Tipo de violência pode variar conforme bairro
Tipo de violência pode
variar conforme bairro
Os furtos em residência são mais comuns nos bairros do Água Verde e Sítio Cercado. Já os homicídios, tráfico de drogas acontecem em regiões como Cajuru, Vila Trindade e Cidade Indústrial de Curitiba. Estas são algumas das informações obtidas no Sistema de Controle Operacional (Siscop) da Polícia Militar.
A polícia sabe os registros de cada um delitos ocorridos na cidade, situando exatamente em regiões, bairros e ruas, afirma o coronel Justino de Sampaio Filho. Segundo ele, essas informações têm servido para otimizar o trabalho da PM no combate ao crime. No entanto, ele admite que é impossível zerar o impacto da violência no município. Um dos motivos é que a corporação tem 4 mil homens, quando o estabelecido como parâmetro, estipulado por lei em 1982, é de 5.700.

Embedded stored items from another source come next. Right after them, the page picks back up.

pub mod orbit;
pub mod spin;

pub use orbit::*;
pub use spin::*;
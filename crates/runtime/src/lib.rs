pub mod animations;
pub mod event_bus;
pub mod frame;
pub mod metrics;
pub mod timers;

pub use animations::*;
pub use event_bus::*;
pub use frame::*;
pub use metrics::*;
pub use timers::*;
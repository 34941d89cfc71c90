pub mod force;

pub use force::*;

A cidade cresceu muito mais que a corporação. Por isso, a tecnologia é importante, para poder trabalhar melhor com o pessoal, afirma Sampaio. Antes de implantar o Siscop, em agosto passado, a distribuição de policial era igual nas quatros regiões da cidade. Agora, é mais flexível, sendo espalhadas conforme quantidade de delitos por bairros ou em estabelecimentos comerciais, afirma.

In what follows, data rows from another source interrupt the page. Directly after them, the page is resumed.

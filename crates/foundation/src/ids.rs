/// Identifies a point of interest in the external catalog.
///
/// Intentionally a small, copyable handle so it can be pushed through the
/// deterministic registries without heap allocation.
#[derive(Debug, Copy, Clone, PartialEq, Eq, PartialOrd, Ord, Hash)]
pub struct PoiId(pub u64);

/// Identifies one overlay path's render state.
#[derive(Debug, Copy, Clone, PartialEq, Eq, PartialOrd, Ord, Hash)]
pub struct OverlayId(pub u64);

/// Identifies one on-screen label in the force simulator.
#[derive(Debug, Copy, Clone, PartialEq, Eq, PartialOrd, Ord, Hash)]
pub struct LabelId(pub u64);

Recentemente, por causa do aumento da criminalidade no Tatuaquara, um convênio entre a PM e o município foi firmado para construção de um batalhão. Outros três estão sendo projetados para bairros, em que o crescimento populacional aponta uma grande expansão. Também a instalação de futuros totens deve seguir estes mesmos parâmetros. Existem atualmente 300 solicitações para a instalação de totens.
O coordenador da seção de Planejamento da PM, capitão Roberson Luiz Bondaruk, afirma que apesar de ajudar a reduzir crimes, o sistema precisaria de uma participação mais efetiva da população. No ano passado, quando o assalto de ônibus atingiu a 491 ao mês, o crime somente diminuiu quando os proprietários de empresas de ônibus passaram a denunciar todas as ocorrências, afirma.
Outra situação semelhante aconteceu com os moradores do Butiatuvinha. Eles tinham vergonha de falar, que moravam nesse bairro, apresentando-se como moradores de Santa Felicidade, diz. O resultado é que a PM reforçou policiamento em Santa Felicidade, que teve se descolocar para o Butiatuvinha, após descoberto o engano.